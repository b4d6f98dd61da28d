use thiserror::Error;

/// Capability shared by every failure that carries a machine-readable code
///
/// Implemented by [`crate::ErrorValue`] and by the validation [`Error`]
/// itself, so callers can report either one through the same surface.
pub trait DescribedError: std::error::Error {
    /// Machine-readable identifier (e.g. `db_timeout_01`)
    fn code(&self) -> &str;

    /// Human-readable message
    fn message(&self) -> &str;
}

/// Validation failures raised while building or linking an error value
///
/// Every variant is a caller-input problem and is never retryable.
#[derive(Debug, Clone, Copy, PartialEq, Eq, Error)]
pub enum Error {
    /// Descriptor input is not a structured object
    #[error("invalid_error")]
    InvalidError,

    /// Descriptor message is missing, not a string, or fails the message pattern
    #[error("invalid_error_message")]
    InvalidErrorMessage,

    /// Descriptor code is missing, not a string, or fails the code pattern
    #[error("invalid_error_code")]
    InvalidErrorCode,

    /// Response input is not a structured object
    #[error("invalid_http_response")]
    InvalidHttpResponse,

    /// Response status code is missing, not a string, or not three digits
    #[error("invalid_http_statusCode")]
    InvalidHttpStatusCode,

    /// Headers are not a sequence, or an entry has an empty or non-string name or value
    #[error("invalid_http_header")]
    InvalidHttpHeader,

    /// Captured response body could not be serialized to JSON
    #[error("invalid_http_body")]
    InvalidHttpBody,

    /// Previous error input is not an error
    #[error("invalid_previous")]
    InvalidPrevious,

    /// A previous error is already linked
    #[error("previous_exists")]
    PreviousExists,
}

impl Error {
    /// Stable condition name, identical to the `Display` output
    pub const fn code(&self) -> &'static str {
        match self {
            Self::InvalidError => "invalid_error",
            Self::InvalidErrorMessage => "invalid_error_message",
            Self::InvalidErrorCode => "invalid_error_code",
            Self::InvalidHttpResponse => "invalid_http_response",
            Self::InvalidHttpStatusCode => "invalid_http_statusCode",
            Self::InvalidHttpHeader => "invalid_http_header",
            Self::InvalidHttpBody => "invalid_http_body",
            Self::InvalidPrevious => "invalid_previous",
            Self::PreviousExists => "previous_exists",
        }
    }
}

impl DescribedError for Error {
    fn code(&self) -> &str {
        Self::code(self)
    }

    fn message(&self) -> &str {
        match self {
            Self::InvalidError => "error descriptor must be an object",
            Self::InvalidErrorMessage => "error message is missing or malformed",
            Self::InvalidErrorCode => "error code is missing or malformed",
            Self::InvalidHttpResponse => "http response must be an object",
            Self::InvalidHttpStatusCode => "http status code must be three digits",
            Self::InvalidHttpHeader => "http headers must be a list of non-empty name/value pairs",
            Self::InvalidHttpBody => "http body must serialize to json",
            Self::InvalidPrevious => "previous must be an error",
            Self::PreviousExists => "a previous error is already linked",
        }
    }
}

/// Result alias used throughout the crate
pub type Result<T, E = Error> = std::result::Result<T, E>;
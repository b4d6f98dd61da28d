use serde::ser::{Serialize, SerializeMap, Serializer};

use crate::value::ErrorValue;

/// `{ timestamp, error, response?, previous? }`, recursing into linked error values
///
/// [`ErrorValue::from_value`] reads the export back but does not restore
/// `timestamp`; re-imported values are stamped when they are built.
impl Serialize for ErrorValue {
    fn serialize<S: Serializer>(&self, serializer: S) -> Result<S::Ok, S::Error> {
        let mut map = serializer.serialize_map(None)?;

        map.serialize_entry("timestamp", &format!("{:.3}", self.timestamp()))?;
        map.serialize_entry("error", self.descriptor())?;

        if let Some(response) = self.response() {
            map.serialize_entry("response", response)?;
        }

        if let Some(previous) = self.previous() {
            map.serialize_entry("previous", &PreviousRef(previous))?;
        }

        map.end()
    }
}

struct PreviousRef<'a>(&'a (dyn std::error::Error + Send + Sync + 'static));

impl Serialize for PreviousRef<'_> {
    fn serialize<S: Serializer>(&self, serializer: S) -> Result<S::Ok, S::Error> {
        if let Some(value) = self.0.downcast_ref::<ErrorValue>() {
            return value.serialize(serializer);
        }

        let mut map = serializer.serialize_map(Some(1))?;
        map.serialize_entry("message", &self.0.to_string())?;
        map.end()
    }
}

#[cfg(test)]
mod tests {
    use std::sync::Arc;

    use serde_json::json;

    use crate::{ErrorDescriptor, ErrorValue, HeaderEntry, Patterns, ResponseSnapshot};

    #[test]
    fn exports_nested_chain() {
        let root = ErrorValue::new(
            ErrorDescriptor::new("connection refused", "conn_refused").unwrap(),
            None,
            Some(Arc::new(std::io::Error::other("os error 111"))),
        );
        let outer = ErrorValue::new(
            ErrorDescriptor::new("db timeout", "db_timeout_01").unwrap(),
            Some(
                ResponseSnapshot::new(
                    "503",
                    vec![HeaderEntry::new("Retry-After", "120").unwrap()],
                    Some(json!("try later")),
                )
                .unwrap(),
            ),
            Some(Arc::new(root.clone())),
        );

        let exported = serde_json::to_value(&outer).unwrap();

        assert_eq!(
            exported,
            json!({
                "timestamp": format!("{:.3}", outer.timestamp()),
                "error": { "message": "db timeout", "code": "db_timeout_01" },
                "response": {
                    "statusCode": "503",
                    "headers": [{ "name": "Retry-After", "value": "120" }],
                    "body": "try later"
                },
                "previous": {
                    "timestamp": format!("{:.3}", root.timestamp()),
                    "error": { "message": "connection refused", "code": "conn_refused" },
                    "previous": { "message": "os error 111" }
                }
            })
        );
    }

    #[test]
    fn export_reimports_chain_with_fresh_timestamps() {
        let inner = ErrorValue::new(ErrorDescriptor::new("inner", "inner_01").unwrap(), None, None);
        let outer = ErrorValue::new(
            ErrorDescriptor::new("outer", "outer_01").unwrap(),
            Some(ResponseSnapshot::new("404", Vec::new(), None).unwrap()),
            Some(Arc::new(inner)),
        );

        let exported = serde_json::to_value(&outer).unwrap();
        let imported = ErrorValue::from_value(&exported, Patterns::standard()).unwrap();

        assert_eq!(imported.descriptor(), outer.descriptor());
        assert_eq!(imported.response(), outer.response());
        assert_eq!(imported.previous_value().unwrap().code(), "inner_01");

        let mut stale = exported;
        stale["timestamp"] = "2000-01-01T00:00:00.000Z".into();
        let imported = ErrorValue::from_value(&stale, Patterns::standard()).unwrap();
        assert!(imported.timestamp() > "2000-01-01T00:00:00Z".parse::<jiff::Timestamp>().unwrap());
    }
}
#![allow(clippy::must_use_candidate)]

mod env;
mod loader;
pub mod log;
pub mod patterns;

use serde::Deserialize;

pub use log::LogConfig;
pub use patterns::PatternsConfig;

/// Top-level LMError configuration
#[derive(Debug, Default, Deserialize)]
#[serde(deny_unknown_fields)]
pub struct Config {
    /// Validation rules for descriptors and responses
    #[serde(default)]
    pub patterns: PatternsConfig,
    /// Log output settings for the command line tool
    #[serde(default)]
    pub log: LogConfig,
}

THE TASK: Report all lines of the data above that include the string "output".

YOUR SOLUTION:
    /// Stable condition name, identical to the `Display` output
    /// Log output settings for the command line tool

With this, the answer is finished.